WHAT YOU SHOULD DO:
Take the data from its first line. Print each line exactly until the line containing "that evaluates the" has been printed too.

Collected data entries
»»
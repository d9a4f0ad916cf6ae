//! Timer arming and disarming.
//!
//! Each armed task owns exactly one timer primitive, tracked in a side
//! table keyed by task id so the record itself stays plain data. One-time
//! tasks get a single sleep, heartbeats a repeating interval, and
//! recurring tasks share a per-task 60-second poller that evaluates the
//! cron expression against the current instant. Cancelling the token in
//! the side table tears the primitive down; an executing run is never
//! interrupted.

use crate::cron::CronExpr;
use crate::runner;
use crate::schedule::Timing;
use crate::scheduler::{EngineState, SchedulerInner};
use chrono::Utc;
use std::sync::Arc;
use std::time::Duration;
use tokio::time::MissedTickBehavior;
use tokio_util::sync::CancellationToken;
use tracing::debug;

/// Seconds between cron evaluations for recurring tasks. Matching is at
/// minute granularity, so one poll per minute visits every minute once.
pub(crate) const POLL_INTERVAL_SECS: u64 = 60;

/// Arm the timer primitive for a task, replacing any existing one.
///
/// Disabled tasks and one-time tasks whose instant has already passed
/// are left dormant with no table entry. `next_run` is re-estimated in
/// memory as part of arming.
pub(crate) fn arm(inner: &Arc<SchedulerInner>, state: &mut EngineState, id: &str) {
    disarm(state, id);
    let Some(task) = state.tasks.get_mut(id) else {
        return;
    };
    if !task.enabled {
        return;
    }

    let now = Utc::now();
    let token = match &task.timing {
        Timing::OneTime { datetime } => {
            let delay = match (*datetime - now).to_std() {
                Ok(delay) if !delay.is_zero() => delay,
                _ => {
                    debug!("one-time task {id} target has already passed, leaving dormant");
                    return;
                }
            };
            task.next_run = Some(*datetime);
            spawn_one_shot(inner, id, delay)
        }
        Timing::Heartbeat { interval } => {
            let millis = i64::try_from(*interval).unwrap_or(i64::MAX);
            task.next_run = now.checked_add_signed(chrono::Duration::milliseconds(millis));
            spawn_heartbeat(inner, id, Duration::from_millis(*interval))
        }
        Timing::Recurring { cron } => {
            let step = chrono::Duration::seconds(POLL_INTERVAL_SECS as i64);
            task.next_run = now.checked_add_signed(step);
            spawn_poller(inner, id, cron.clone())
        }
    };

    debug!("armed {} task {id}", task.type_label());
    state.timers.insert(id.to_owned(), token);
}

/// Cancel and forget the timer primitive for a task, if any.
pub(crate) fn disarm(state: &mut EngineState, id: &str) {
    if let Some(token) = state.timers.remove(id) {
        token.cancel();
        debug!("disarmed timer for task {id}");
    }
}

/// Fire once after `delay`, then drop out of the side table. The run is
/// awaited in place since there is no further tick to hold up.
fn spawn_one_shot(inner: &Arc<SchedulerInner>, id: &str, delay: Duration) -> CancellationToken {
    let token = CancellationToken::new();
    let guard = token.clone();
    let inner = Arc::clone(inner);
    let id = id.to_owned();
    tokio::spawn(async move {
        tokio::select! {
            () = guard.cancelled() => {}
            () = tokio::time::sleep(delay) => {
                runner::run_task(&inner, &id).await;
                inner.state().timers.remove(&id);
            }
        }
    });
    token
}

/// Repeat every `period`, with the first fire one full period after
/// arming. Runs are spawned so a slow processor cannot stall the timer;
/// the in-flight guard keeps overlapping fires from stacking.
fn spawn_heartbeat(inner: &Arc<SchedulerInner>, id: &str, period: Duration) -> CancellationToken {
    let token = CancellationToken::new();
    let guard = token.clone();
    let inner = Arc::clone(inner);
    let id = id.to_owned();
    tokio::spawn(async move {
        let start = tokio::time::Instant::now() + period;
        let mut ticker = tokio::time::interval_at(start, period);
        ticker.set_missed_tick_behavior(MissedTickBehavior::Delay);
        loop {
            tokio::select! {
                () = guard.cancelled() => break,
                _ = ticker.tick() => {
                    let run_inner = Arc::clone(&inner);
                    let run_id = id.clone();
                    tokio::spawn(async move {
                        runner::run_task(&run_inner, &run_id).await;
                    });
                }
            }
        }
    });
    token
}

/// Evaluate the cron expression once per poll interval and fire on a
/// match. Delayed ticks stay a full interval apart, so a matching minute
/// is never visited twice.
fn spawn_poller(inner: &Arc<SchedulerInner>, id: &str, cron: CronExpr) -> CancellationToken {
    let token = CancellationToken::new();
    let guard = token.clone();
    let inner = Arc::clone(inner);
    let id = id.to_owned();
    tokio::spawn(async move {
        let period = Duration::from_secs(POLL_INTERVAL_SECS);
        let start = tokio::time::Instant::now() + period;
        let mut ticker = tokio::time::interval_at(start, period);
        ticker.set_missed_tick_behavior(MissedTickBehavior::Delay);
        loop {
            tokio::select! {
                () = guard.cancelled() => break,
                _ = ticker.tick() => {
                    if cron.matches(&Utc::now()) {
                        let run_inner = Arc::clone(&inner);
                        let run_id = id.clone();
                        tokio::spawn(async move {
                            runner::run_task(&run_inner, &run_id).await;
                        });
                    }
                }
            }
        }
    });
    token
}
««
ANSWER TO THIS PROBLEM:
repository d9a4f0ad916cf6ae
//! Timer arming and disarming.
//!
//! Each armed task owns exactly one timer primitive, tracked in a side
//! table keyed by task id so the record itself stays plain data. One-time
//! tasks get a single sleep, heartbeats a repeating interval, and
//! recurring tasks share a per-task 60-second poller that evaluates the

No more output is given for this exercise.